I figure the open thread is as good as any for a personal advice request. It might be a rationality issue as well.

I have incredible difficulty believing that anybody likes me. Ever since I was old enough to be aware of my own awkwardness, I have the constant suspicion that all my "friends" secretly think poorly of me, and only tolerate me to be nice.

It occurred to me that this is a problem when a close friend actually said, outright, that he liked me -- and I happen to know that he never tells even white lies, as a personal scruple -- and I simply couldn't believe him. I know I've said some weird or embarrassing things in front of him, and so I just can't conceive of him not looking down on me.

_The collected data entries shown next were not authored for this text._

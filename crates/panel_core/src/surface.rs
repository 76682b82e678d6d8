//! Drawing surfaces and the owned drawable region the renderer draws through.

use serde::{Deserialize, Serialize};

#[derive(Debug, Clone, Copy, PartialEq, Eq, Serialize, Deserialize)]
pub struct Rgb(pub u8, pub u8, pub u8);

impl Rgb {
    pub const RED: Rgb = Rgb(255, 0, 0);
    pub const GREEN: Rgb = Rgb(0, 128, 0);
    pub const AXIS: Rgb = Rgb(0, 0, 0);

    pub fn to_hex(self) -> String {
        format!("#{:02x}{:02x}{:02x}", self.0, self.1, self.2)
    }
}

#[derive(Debug, Clone, Copy, PartialEq, Serialize, Deserialize)]
pub struct Stroke {
    pub color: Rgb,
    pub width: f64,
}

impl Stroke {
    pub const fn new(color: Rgb, width: f64) -> Self {
        Self { color, width }
    }
}

#[derive(Debug, Clone, Copy, PartialEq, Serialize, Deserialize)]
pub struct Size {
    pub width: f64,
    pub height: f64,
}

#[derive(Debug, Clone, Copy, PartialEq, Eq, Serialize, Deserialize)]
#[serde(rename_all = "snake_case")]
pub enum TextAnchor {
    Start,
    Middle,
    End,
}

#[derive(Debug, Clone, Copy, PartialEq, Eq, Serialize, Deserialize)]
#[serde(rename_all = "snake_case")]
pub enum Baseline {
    Top,
    Middle,
}

#[derive(Debug, Clone, PartialEq, Serialize, Deserialize)]
#[serde(tag = "kind", rename_all = "snake_case")]
pub enum Primitive {
    Path {
        points: Vec<(f64, f64)>,
        stroke: Stroke,
    },
    Line {
        from: (f64, f64),
        to: (f64, f64),
        stroke: Stroke,
    },
    Text {
        at: (f64, f64),
        text: String,
        anchor: TextAnchor,
        baseline: Baseline,
        color: Rgb,
    },
}

impl Primitive {
    pub fn translated(self, (dx, dy): (f64, f64)) -> Self {
        let shift = |(x, y): (f64, f64)| (x + dx, y + dy);
        match self {
            Self::Path { points, stroke } => Self::Path {
                points: points.into_iter().map(shift).collect(),
                stroke,
            },
            Self::Line { from, to, stroke } => Self::Line {
                from: shift(from),
                to: shift(to),
                stroke,
            },
            Self::Text {
                at,
                text,
                anchor,
                baseline,
                color,
            } => Self::Text {
                at: shift(at),
                text,
                anchor,
                baseline,
                color,
            },
        }
    }
}

/// Something a chart can be drawn onto. Implementations keep every drawn
/// primitive until the next `clear`.
pub trait Surface {
    fn size(&self) -> Size;
    fn clear(&mut self);
    fn draw(&mut self, primitive: Primitive);
    /// Called when a drawable region is released.
    fn present(&mut self) {}
}

/// Exclusive, cleared view of a surface. Acquiring wipes whatever the surface
/// held; dropping the region presents the new content.
pub struct DrawableRegion<'a, S: Surface + ?Sized> {
    surface: &'a mut S,
    origin: (f64, f64),
}

impl<'a, S: Surface + ?Sized> DrawableRegion<'a, S> {
    pub fn acquire(surface: &'a mut S) -> Self {
        surface.clear();
        Self {
            surface,
            origin: (0.0, 0.0),
        }
    }

    pub fn size(&self) -> Size {
        self.surface.size()
    }

    /// Subsequent primitives are offset by `origin`.
    pub fn set_origin(&mut self, origin: (f64, f64)) {
        self.origin = origin;
    }

    pub fn draw(&mut self, primitive: Primitive) {
        self.surface.draw(primitive.translated(self.origin));
    }
}

impl<S: Surface + ?Sized> Drop for DrawableRegion<'_, S> {
    fn drop(&mut self) {
        self.surface.present();
    }
}

/// Retained in-memory surface. Hosts mount one scene and repaint its
/// primitives every frame; the generation counts clears.
#[derive(Debug, Clone)]
pub struct Scene {
    size: Size,
    primitives: Vec<Primitive>,
    generation: u64,
    presented: bool,
}

impl Scene {
    pub fn new(width: f64, height: f64) -> Self {
        Self {
            size: Size { width, height },
            primitives: Vec::new(),
            generation: 0,
            presented: false,
        }
    }

    pub fn primitives(&self) -> &[Primitive] {
        &self.primitives
    }

    pub fn generation(&self) -> u64 {
        self.generation
    }

    /// False while a region holds the scene.
    pub fn is_presented(&self) -> bool {
        self.presented
    }

    pub fn paths(&self) -> impl Iterator<Item = (&[(f64, f64)], Stroke)> {
        self.primitives.iter().filter_map(|p| match p {
            Primitive::Path { points, stroke } => Some((points.as_slice(), *stroke)),
            _ => None,
        })
    }
}

impl Surface for Scene {
    fn size(&self) -> Size {
        self.size
    }

    fn clear(&mut self) {
        self.primitives.clear();
        self.generation += 1;
        self.presented = false;
    }

    fn draw(&mut self, primitive: Primitive) {
        self.primitives.push(primitive);
    }

    fn present(&mut self) {
        self.presented = true;
    }
}

#[cfg(test)]
#[path = "tests/surface_tests.rs"]
mod tests;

So. Is there a way of improving my emotional response to fit the evidence better? Sometimes there is evidence that people like me (they invite me to events; they go out of their way to spend time with me; or, in the generalized professional sense, I get some forms of recognition for my work). But I find myself ignoring the good and only seeing the bad.

Comment author: WrongBot 15 July 2010 06:41:55PM 2 points [-]

For what it's worth, this is often known as Imposter Syndrome, though it's not any sort of real psychiatric diagnosis. Unfortunately, I'm not aware of any reliable strategies for defeating it; I have a friend who has had similar issues in a more academic context and she seems to have largely overcome the problem, but I'm not sure as to how.